Dear VetBabble: What Should I Do About My Elderly Cat Peeing on the Floor?
Have you ever asked yourself, “why is my 14-year old cat urinating on the floor instead of using the litter box?” If you have, then you’re in good company. It could be due to either behavioral changes or medical issues. Both can be influenced by various factors such as sudden changes in the household or underlying health concerns. In this article, I will help you identify the potential causes and share some solutions that might help avoid this unpleasantry.
Possible Stressors and Behavioral Changes
Often, changes in a pet’s behavior might be linked to recent stressful events. Factors could include the introduction of a new pet or person in the house. More subtle changes like new furniture, a different floor cleaner, or even the presence of a new cat in the neighborhood can also lead to this behavior.
Managing stress in animals can be challenging. However, when you look closely, our beloved pets give us numerous signs.
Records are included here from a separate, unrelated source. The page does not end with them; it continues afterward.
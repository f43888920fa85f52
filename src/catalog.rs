//! Domain types for the book catalog
//!
//! A [`CatalogItem`] is one product entry as observed on a listing page.
//! Items are identified by title: the repository never stores two rows with
//! the same title, and an item is never mutated after its first insertion.

use serde::Serialize;
use url::Url;

/// One product entry extracted from a listing page.
///
/// `price`, `availability` and `image_path` are stored verbatim as they
/// appear in the markup; the image path in particular is not resolved
/// against any base URL.
#[derive(Debug, Clone, PartialEq, Eq)]
pub struct CatalogItem {
    /// Natural identity key; non-empty, unique across the repository.
    pub title: String,
    /// Currency-formatted literal, e.g. `"£45.17"`. Never parsed to numeric.
    pub price: String,
    /// Star rating, validated against the closed five-value set.
    pub rating: RatingTier,
    /// Free-text stock status, whitespace-collapsed.
    pub availability: String,
    /// The enclosing category's display name, read from the page heading.
    pub category: String,
    /// Relative or absolute image locator, verbatim.
    pub image_path: String,
}

/// The five ordinal star-rating labels.
///
/// Carried on the source markup as a class token next to the `star-rating`
/// marker; persisted as opaque text to match the source.
#[derive(Debug, Clone, Copy, PartialEq, Eq)]
pub enum RatingTier {
    One,
    Two,
    Three,
    Four,
    Five,
}

impl RatingTier {
    /// Maps a markup class token to a tier, if it is one of the five labels.
    pub fn from_class_token(token: &str) -> Option<Self> {
        match token {
            "One" => Some(Self::One),
            "Two" => Some(Self::Two),
            "Three" => Some(Self::Three),
            "Four" => Some(Self::Four),
            "Five" => Some(Self::Five),
            _ => None,
        }
    }

    pub fn as_str(&self) -> &'static str {
        match self {
            Self::One => "One",
            Self::Two => "Two",
            Self::Three => "Three",
            Self::Four => "Four",
            Self::Five => "Five",
        }
    }
}

impl std::fmt::Display for RatingTier {
    fn fmt(&self, f: &mut std::fmt::Formatter<'_>) -> std::fmt::Result {
        f.write_str(self.as_str())
    }
}

/// A category discovered in the site's navigation sidebar.
///
/// Transient: produced once per orchestrator run and discarded. The `name`
/// here is only the navigation label; the authoritative category name for
/// stored items comes from each listing page's own heading.
#[derive(Debug, Clone)]
pub struct CategoryRef {
    pub name: String,
    pub start_url: Url,
}

/// A persisted catalog row as served by the query API.
#[derive(Debug, Clone, Serialize, PartialEq, Eq)]
pub struct ItemRecord {
    pub id: i64,
    pub title: String,
    pub category: String,
    pub price: String,
    pub rating: String,
    pub availability: String,
    pub image_path: String,
}

#[cfg(test)]
mod tests {
    use super::*;

    #[test]
    fn test_rating_tier_roundtrip() {
        for tier in &[
            RatingTier::One,
            RatingTier::Two,
            RatingTier::Three,
            RatingTier::Four,
            RatingTier::Five,
        ] {
            let token = tier.as_str();
            assert_eq!(RatingTier::from_class_token(token), Some(*tier));
        }
    }

    #[test]
    fn test_rating_tier_rejects_unknown_token() {
        assert_eq!(RatingTier::from_class_token("Six"), None);
        assert_eq!(RatingTier::from_class_token("star-rating"), None);
        assert_eq!(RatingTier::from_class_token(""), None);
    }

    #[test]
    fn test_rating_tier_is_case_sensitive() {
        assert_eq!(RatingTier::from_class_token("three"), None);
        assert_eq!(RatingTier::from_class_token("THREE"), None);
    }
}
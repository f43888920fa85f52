//! Crawl orchestrator
//!
//! Enumerates categories from the site root and drives the pagination
//! walker over each one in discovery order, handing every yielded record to
//! the repository. Failures are isolated per category; only persistence
//! failures abort the run.

use crate::config::Config;
use crate::crawler::discovery::discover_categories;
use crate::crawler::extractor::PageSelectors;
use crate::crawler::fetcher::{build_http_client, fetch_page};
use crate::crawler::walker::PageWalker;
use crate::storage::{CatalogStore, SqliteCatalog, UpsertOutcome};
use crate::BookgrabError;
use reqwest::Client;
use std::fmt;
use std::sync::{Arc, Mutex};
use url::Url;

/// One abandoned category, with the cause, for the final report.
#[derive(Debug)]
pub struct CategoryError {
    pub category: String,
    pub cause: String,
}

/// Aggregate outcome of one ingestion run.
#[derive(Debug, Default)]
pub struct CrawlReport {
    /// Categories walked to completion (abandoned ones are not counted).
    pub categories_processed: u32,
    /// Records newly committed this run.
    pub items_inserted: u64,
    /// Records skipped because their title was already stored.
    pub items_skipped: u64,
    /// Item containers dropped due to extraction failures.
    pub items_malformed: u64,
    /// Category-level failures, in the order they occurred.
    pub errors: Vec<CategoryError>,
}

impl fmt::Display for CrawlReport {
    fn fmt(&self, f: &mut fmt::Formatter<'_>) -> fmt::Result {
        writeln!(f, "Categories processed: {}", self.categories_processed)?;
        writeln!(f, "Items inserted:       {}", self.items_inserted)?;
        writeln!(f, "Items skipped:        {}", self.items_skipped)?;
        writeln!(f, "Malformed items:      {}", self.items_malformed)?;
        if self.errors.is_empty() {
            write!(f, "Errors:               none")?;
        } else {
            write!(f, "Errors ({}):", self.errors.len())?;
            for error in &self.errors {
                write!(f, "\n  - {}: {}", error.category, error.cause)?;
            }
        }
        Ok(())
    }
}

/// Owns the HTTP client and selector set for one run; the repository handle
/// is constructed by the caller and passed in with explicit lifecycle.
pub struct Orchestrator {
    config: Config,
    client: Client,
    selectors: PageSelectors,
    store: Arc<Mutex<SqliteCatalog>>,
}

impl Orchestrator {
    pub fn new(config: Config, store: Arc<Mutex<SqliteCatalog>>) -> crate::Result<Self> {
        let client = build_http_client(&config.crawler)?;
        let selectors = PageSelectors::new()?;

        Ok(Self {
            config,
            client,
            selectors,
            store,
        })
    }

    /// Runs a full ingestion and returns the report.
    ///
    /// The root fetch is the only page whose failure is fatal: without it
    /// there is no category list to work through. After that, a failed
    /// category is recorded and the run moves on; a persistence failure
    /// aborts immediately since further writes cannot be trusted.
    pub async fn run(&self) -> crate::Result<CrawlReport> {
        let root = Url::parse(&self.config.site.root_url)?;

        tracing::info!("fetching catalog root {}", root);
        let body = fetch_page(&self.client, &root)
            .await
            .map_err(BookgrabError::Fetch)?;

        let categories = discover_categories(&body, &root)?;
        tracing::info!("discovered {} categories", categories.len());

        let mut report = CrawlReport::default();
        let walker = PageWalker::new(
            &self.client,
            &self.selectors,
            self.config.crawler.max_pages_per_category,
        );

        for category in categories {
            tracing::info!("walking category {:?}", category.name);

            let harvest = match walker.walk(category.start_url.clone()).await {
                Ok(harvest) => harvest,
                Err(e) => {
                    tracing::warn!("category {:?} abandoned: {}", category.name, e);
                    report.errors.push(CategoryError {
                        category: category.name,
                        cause: e.to_string(),
                    });
                    continue;
                }
            };

            let mut inserted = 0u64;
            let mut skipped = 0u64;
            {
                let mut store = self.store.lock().unwrap();
                for item in &harvest.items {
                    match store.insert_if_absent(item)? {
                        UpsertOutcome::Inserted => inserted += 1,
                        UpsertOutcome::Skipped => skipped += 1,
                    }
                }
            }

            tracing::info!(
                "category {:?}: {} pages, {} inserted, {} skipped, {} malformed",
                category.name,
                harvest.pages,
                inserted,
                skipped,
                harvest.malformed
            );

            report.categories_processed += 1;
            report.items_inserted += inserted;
            report.items_skipped += skipped;
            report.items_malformed += u64::from(harvest.malformed);
        }

        Ok(report)
    }
}
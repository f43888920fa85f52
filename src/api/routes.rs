//! Query API handlers
//!
//! The `/api/v1` surface is read-only and bearer-token protected; the two
//! account routes are open. All responses are JSON.

use crate::api::auth::{bearer_token, hash_password, issue_token, verify_token};
use crate::api::AppState;
use crate::catalog::ItemRecord;
use crate::storage::{CatalogStore, PersistenceError, UpsertOutcome};
use axum::extract::{Path, Query, State};
use axum::http::{HeaderMap, StatusCode};
use axum::response::{IntoResponse, Response};
use axum::Json;
use serde::Deserialize;
use serde_json::json;

/// Handler-level failures mapped onto HTTP statuses.
#[derive(Debug)]
pub enum ApiError {
    Unauthorized,
    NotFound,
    UserExists,
    BadCredentials,
    Store(PersistenceError),
}

impl From<PersistenceError> for ApiError {
    fn from(e: PersistenceError) -> Self {
        Self::Store(e)
    }
}

impl IntoResponse for ApiError {
    fn into_response(self) -> Response {
        let (status, message) = match &self {
            Self::Unauthorized => (StatusCode::UNAUTHORIZED, "missing or invalid bearer token"),
            Self::NotFound => (StatusCode::NOT_FOUND, "not found"),
            Self::UserExists => (StatusCode::BAD_REQUEST, "user already exists"),
            Self::BadCredentials => (StatusCode::BAD_REQUEST, "invalid username or password"),
            Self::Store(e) => {
                tracing::error!("storage failure in query API: {}", e);
                (StatusCode::INTERNAL_SERVER_ERROR, "storage failure")
            }
        };

        (status, Json(json!({ "error": message }))).into_response()
    }
}

#[derive(Debug, Deserialize)]
pub struct Credentials {
    pub username: String,
    pub password: String,
}

#[derive(Debug, Deserialize)]
pub struct SearchParams {
    pub category: Option<String>,
    pub title: Option<String>,
}

fn require_auth(state: &AppState, headers: &HeaderMap) -> Result<i64, ApiError> {
    let token = bearer_token(headers).ok_or(ApiError::Unauthorized)?;
    verify_token(&state.token_secret, token).ok_or(ApiError::Unauthorized)
}

pub async fn register(
    State(state): State<AppState>,
    Json(body): Json<Credentials>,
) -> Result<impl IntoResponse, ApiError> {
    if body.username.is_empty() || body.password.is_empty() {
        return Err(ApiError::BadCredentials);
    }

    let mut store = state.store.lock().unwrap();
    match store.create_user(&body.username, &hash_password(&body.password))? {
        UpsertOutcome::Inserted => {
            tracing::info!("registered user {:?}", body.username);
            Ok((StatusCode::CREATED, Json(json!({ "status": "created" }))))
        }
        UpsertOutcome::Skipped => Err(ApiError::UserExists),
    }
}

pub async fn login(
    State(state): State<AppState>,
    Json(body): Json<Credentials>,
) -> Result<impl IntoResponse, ApiError> {
    let user = {
        let store = state.store.lock().unwrap();
        store.get_user(&body.username)?
    };

    let user = user.ok_or(ApiError::BadCredentials)?;
    if user.password_hash != hash_password(&body.password) {
        return Err(ApiError::BadCredentials);
    }

    let token = issue_token(&state.token_secret, user.id);
    Ok((StatusCode::CREATED, Json(json!({ "token": token }))))
}

pub async fn list_books(
    State(state): State<AppState>,
    headers: HeaderMap,
) -> Result<Json<Vec<ItemRecord>>, ApiError> {
    require_auth(&state, &headers)?;

    let store = state.store.lock().unwrap();
    Ok(Json(store.list_items()?))
}

pub async fn get_book(
    State(state): State<AppState>,
    headers: HeaderMap,
    Path(id): Path<i64>,
) -> Result<Json<ItemRecord>, ApiError> {
    require_auth(&state, &headers)?;

    let item = {
        let store = state.store.lock().unwrap();
        store.get_item(id)?
    };

    item.map(Json).ok_or(ApiError::NotFound)
}

pub async fn search_books(
    State(state): State<AppState>,
    headers: HeaderMap,
    Query(params): Query<SearchParams>,
) -> Result<Json<Vec<ItemRecord>>, ApiError> {
    require_auth(&state, &headers)?;

    let store = state.store.lock().unwrap();
    let items = store.search_items(params.category.as_deref(), params.title.as_deref())?;
    Ok(Json(items))
}

pub async fn list_categories(
    State(state): State<AppState>,
    headers: HeaderMap,
) -> Result<Json<Vec<String>>, ApiError> {
    require_auth(&state, &headers)?;

    let store = state.store.lock().unwrap();
    Ok(Json(store.list_categories()?))
}
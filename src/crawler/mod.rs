//! Ingestion pipeline
//!
//! Data flows orchestrator -> walker -> fetcher -> extractor -> repository:
//! the orchestrator enumerates categories, the walker drives each one's
//! page chain, and every extracted record is handed to the store with
//! duplicate titles skipped.

mod discovery;
mod extractor;
mod fetcher;
mod orchestrator;
mod walker;

pub use discovery::discover_categories;
pub use extractor::{extract_item, ExtractionError, PageSelectors};
pub use fetcher::{build_http_client, fetch_page, FetchError};
pub use orchestrator::{CategoryError, CrawlReport, Orchestrator};
pub use walker::{CategoryHarvest, PageWalker, WalkError};

use crate::config::Config;
use crate::storage::SqliteCatalog;
use std::sync::{Arc, Mutex};

/// Runs a complete ingestion against the configured site.
pub async fn run_ingest(
    config: Config,
    store: Arc<Mutex<SqliteCatalog>>,
) -> crate::Result<CrawlReport> {
    let orchestrator = Orchestrator::new(config, store)?;
    orchestrator.run().await
}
An excellent place to learn about stress management in cats is, “Why Won’t My Cat Use the Litter Tray?” . This article will provide you with insights on stress triggers for cats and how to mitigate them.
Potential Medical Concerns
Another possible reason for your cat not using the litter tray is a medical condition. If your cat strains to pass urine, it could indicate a health issue such as cystitis or neurological problems. In such cases, I strongly recommend that you take your cat to a vet for an examination. Doing so will ensure you can address the problem as quickly as possible.
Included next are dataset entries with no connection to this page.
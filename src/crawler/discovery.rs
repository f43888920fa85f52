//! Category discovery from the site root
//!
//! The root page carries a navigation sidebar listing every category. The
//! sidebar label is only used for reporting; the authoritative category name
//! for stored items is read from each listing page's own heading.

use crate::catalog::CategoryRef;
use crate::crawler::extractor::{collapse_whitespace, sel};
use scraper::Html;
use url::Url;

/// CSS path to the per-category links in the sidebar. The outer list entry
/// is the "all products" link and is deliberately not matched.
const SIDEBAR_LINKS: &str = "div.side_categories ul.nav-list ul li a";

/// Extracts the category list from the root page markup.
///
/// Links without an href, with an empty label, or with an unresolvable href
/// are skipped; discovery order is document order.
pub fn discover_categories(html: &str, base: &Url) -> crate::Result<Vec<CategoryRef>> {
    let selector = sel(SIDEBAR_LINKS)?;
    let document = Html::parse_document(html);

    let mut categories = Vec::new();
    for link in document.select(&selector) {
        let Some(href) = link.value().attr("href") else {
            continue;
        };

        let name = collapse_whitespace(&link.text().collect::<String>());
        if name.is_empty() {
            continue;
        }

        match base.join(href) {
            Ok(start_url) => categories.push(CategoryRef { name, start_url }),
            Err(e) => {
                tracing::debug!("skipping category link {}: {}", href, e);
            }
        }
    }

    Ok(categories)
}
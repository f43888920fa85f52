//! Pagination walker
//!
//! Drives one category's page chain to completion as an explicit state
//! machine: `Fetching -> Extracting -> Advancing -> {Fetching | Done}`.
//! Termination normally comes from the site omitting its "next" link; since
//! that cannot be proven from the client side, a configurable page cap
//! bounds the loop as well.

use crate::catalog::CatalogItem;
use crate::crawler::extractor::{extract_item, PageSelectors};
use crate::crawler::fetcher::{fetch_page, FetchError};
use reqwest::Client;
use scraper::Html;
use thiserror::Error;
use url::Url;

/// Walker states. The category's current URL travels with the state.
enum WalkState {
    Fetching(Url),
    Extracting { url: Url, body: String },
    Advancing { url: Url, next_href: Option<String> },
    Done,
}

/// Everything one category yielded, in page order.
#[derive(Debug, Default)]
pub struct CategoryHarvest {
    /// Extracted records, ordered as encountered.
    pub items: Vec<CatalogItem>,
    /// Item containers skipped because a field failed to extract.
    pub malformed: u32,
    /// Pages fetched for this category.
    pub pages: u32,
}

/// A failure that abandons the current category. The orchestrator records
/// it and continues with the next category.
#[derive(Debug, Error)]
pub enum WalkError {
    #[error(transparent)]
    Fetch(#[from] FetchError),

    #[error("page {url} has no category heading")]
    MissingHeading { url: String },

    #[error("cannot resolve next-page link {href:?} against {url}: {source}")]
    NextLink {
        href: String,
        url: String,
        #[source]
        source: url::ParseError,
    },
}

/// Outcome of extracting one page, before the walker advances.
struct PageExtract {
    items: Vec<CatalogItem>,
    malformed: u32,
    next_href: Option<String>,
}

pub struct PageWalker<'a> {
    client: &'a Client,
    selectors: &'a PageSelectors,
    max_pages: u32,
}

impl<'a> PageWalker<'a> {
    pub fn new(client: &'a Client, selectors: &'a PageSelectors, max_pages: u32) -> Self {
        Self {
            client,
            selectors,
            max_pages,
        }
    }

    /// Walks the page chain starting at `start_url` until the site omits a
    /// "next" link or the page cap is reached.
    pub async fn walk(&self, start_url: Url) -> Result<CategoryHarvest, WalkError> {
        let mut harvest = CategoryHarvest::default();
        let mut state = WalkState::Fetching(start_url);

        loop {
            state = match state {
                WalkState::Fetching(url) => {
                    tracing::debug!("fetching {}", url);
                    let body = fetch_page(self.client, &url).await?;
                    WalkState::Extracting { url, body }
                }

                WalkState::Extracting { url, body } => {
                    let page = self.extract_page(&url, &body)?;
                    harvest.pages += 1;
                    harvest.malformed += page.malformed;
                    harvest.items.extend(page.items);
                    WalkState::Advancing {
                        url,
                        next_href: page.next_href,
                    }
                }

                WalkState::Advancing { url, next_href } => match next_href {
                    Some(_) if harvest.pages >= self.max_pages => {
                        tracing::warn!(
                            "page cap ({}) reached at {}, truncating category",
                            self.max_pages,
                            url
                        );
                        WalkState::Done
                    }
                    Some(href) => {
                        // Handles both relative and absolute next links.
                        let next = url.join(&href).map_err(|source| WalkError::NextLink {
                            href,
                            url: url.to_string(),
                            source,
                        })?;
                        WalkState::Fetching(next)
                    }
                    None => WalkState::Done,
                },

                WalkState::Done => break,
            };
        }

        Ok(harvest)
    }

    /// One synchronous page-level pass: heading, item containers, next link.
    ///
    /// Kept out of the async loop so the parsed document never lives across
    /// an await point.
    fn extract_page(&self, url: &Url, body: &str) -> Result<PageExtract, WalkError> {
        let document = Html::parse_document(body);

        // The page's own heading is the authoritative category label, not
        // the navigation entry that led here.
        let category = document
            .select(&self.selectors.category_heading)
            .next()
            .map(|h| h.text().collect::<String>().trim().to_string())
            .filter(|c| !c.is_empty())
            .ok_or_else(|| WalkError::MissingHeading {
                url: url.to_string(),
            })?;

        let mut items = Vec::new();
        let mut malformed = 0;
        for node in document.select(&self.selectors.item) {
            match extract_item(node, self.selectors, &category) {
                Ok(item) => items.push(item),
                Err(e) => {
                    tracing::warn!("skipping malformed item on {}: {}", url, e);
                    malformed += 1;
                }
            }
        }

        let next_href = document
            .select(&self.selectors.next_link)
            .next()
            .and_then(|a| a.value().attr("href"))
            .map(str::to_string);

        Ok(PageExtract {
            items,
            malformed,
            next_href,
        })
    }
}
I found this helpful article titled, “Why Can’t My Cat Pee?” that goes into detail about the symptoms of such urinary disorders. This will provide you with a better understanding of what your cat might be experiencing.
How to Mitigate the Issue
Once you have singled out the potential cause of this change in your cat’s behavior, it’s crucial to address it directly. For stress-related causes, try using pheromone sprays or diffusers. These products can create a relaxed environment for your cat. I recommend reading, “Feliway for Cats: A Pet Parent’s Guide” to understand how these products work and how they can help your feline companion.
If medical conditions are causing this behavior, it’s imperative to consult with your vet for appropriate treatment options. It might turn out to be as simple as changing the cat’s diet or as serious as needing surgery. It is critically important to not overlook these symptoms as they could indicate more severe problems.
To give you a broader perspective on this problem, the article “Why Is My Dog Peeing on the Bed?” provides information about similar troubles in dogs. Although the investigation and treatment may differ, the underlying concern about our pet’s comfort and wellbeing is universal.
In conclusion, dealing with our aging pets’ new behaviors might seem intimidating, but understanding the underlying concerns will always make the process easier. Always remember, a healthy and stress-free environment is integral to our pets’ wellbeing, no matter their age or species.